Source data:
————————

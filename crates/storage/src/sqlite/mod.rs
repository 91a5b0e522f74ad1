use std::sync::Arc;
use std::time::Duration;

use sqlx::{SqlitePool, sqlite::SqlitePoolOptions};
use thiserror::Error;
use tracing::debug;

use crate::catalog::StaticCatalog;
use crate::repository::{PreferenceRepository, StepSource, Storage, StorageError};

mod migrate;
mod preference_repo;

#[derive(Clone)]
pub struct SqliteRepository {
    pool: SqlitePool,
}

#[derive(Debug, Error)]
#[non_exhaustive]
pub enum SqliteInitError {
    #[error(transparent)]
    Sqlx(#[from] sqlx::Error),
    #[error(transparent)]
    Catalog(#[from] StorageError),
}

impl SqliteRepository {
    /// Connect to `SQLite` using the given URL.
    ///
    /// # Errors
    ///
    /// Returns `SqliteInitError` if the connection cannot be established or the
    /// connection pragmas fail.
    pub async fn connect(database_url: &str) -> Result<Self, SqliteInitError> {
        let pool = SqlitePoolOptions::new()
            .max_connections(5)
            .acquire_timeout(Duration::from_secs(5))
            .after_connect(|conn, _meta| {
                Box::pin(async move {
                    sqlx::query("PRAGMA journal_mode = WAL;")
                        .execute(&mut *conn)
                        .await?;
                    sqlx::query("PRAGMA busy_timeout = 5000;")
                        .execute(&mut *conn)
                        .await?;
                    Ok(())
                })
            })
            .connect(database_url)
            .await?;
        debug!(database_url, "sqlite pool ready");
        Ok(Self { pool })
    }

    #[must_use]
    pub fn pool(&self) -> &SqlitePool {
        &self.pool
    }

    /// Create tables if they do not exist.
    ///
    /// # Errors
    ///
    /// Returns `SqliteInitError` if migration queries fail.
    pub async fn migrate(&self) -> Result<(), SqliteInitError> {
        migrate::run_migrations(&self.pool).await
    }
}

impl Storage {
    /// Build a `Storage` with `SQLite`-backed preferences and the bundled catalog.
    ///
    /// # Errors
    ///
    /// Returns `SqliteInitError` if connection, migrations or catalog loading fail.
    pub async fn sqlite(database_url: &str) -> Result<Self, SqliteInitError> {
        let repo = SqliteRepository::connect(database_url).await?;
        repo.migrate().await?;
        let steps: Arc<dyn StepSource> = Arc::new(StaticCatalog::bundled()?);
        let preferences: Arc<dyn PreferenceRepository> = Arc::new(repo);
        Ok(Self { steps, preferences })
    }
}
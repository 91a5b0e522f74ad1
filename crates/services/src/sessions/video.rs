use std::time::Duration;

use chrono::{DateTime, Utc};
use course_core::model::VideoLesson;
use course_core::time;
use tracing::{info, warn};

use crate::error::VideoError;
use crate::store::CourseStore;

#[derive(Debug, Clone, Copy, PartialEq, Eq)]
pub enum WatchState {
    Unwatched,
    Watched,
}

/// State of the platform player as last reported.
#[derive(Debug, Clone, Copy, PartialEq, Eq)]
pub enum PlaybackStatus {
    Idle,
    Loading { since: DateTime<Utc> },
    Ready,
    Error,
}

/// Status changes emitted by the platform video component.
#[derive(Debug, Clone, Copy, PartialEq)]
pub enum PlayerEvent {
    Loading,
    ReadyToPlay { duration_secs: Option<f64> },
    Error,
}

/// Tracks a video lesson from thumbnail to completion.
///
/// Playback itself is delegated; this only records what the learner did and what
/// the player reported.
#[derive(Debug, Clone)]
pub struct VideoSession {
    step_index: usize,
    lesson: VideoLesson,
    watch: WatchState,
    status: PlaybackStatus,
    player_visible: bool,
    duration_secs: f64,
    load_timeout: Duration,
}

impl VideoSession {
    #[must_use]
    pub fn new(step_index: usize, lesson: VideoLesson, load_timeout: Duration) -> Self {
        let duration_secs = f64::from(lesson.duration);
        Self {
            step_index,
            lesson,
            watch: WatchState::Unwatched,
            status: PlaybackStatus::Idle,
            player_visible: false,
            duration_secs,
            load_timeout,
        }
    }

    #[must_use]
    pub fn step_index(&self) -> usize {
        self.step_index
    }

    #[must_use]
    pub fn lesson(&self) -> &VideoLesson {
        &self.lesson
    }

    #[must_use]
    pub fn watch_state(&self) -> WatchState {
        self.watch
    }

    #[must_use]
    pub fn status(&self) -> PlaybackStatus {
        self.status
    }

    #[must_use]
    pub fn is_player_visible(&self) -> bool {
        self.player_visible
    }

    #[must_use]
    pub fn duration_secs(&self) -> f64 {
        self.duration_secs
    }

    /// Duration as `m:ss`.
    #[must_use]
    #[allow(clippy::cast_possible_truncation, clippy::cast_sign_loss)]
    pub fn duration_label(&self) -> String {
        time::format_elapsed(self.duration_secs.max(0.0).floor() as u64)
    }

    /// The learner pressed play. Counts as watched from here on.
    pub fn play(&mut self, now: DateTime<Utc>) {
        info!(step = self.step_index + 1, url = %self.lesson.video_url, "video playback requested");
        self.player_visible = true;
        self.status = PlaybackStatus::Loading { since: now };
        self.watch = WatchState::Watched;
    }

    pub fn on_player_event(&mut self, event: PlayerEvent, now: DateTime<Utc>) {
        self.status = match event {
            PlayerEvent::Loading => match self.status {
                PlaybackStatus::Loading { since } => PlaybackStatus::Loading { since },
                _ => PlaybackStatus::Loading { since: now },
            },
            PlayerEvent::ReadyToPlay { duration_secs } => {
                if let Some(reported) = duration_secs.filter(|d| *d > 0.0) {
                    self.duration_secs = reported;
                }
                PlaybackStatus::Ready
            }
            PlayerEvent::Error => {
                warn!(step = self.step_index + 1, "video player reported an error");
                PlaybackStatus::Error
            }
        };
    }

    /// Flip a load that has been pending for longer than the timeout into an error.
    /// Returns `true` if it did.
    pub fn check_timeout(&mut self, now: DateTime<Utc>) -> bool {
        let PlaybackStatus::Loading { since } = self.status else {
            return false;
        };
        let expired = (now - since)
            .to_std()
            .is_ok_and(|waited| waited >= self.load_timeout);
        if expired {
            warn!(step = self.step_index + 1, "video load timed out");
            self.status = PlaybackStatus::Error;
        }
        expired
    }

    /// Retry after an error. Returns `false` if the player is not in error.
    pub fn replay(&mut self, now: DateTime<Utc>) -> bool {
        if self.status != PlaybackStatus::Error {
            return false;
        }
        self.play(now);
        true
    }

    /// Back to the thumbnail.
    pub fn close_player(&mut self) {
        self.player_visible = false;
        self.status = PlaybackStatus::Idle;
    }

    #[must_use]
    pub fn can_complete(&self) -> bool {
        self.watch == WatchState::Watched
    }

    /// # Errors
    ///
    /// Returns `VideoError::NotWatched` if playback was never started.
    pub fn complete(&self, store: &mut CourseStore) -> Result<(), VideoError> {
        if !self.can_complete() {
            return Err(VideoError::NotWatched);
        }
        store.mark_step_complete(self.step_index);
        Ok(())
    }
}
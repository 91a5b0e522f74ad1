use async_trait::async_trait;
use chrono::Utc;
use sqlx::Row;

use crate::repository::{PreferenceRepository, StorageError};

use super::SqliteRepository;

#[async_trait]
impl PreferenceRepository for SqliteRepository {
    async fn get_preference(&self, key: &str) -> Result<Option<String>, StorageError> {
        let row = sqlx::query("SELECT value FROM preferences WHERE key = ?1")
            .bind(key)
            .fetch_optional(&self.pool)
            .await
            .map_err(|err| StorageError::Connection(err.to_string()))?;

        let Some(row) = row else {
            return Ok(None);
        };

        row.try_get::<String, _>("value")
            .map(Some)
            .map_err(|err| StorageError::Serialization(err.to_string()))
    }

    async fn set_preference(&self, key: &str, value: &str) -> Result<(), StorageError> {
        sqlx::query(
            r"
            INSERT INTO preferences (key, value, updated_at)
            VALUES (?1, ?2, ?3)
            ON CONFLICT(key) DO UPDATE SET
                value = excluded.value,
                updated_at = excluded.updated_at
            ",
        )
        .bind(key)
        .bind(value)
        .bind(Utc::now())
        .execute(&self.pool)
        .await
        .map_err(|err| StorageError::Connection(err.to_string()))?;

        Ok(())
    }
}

————————

Work to complete: For the string "chrono", work out how many lines of the data contain it; answer with the number alone.

Written solution: 2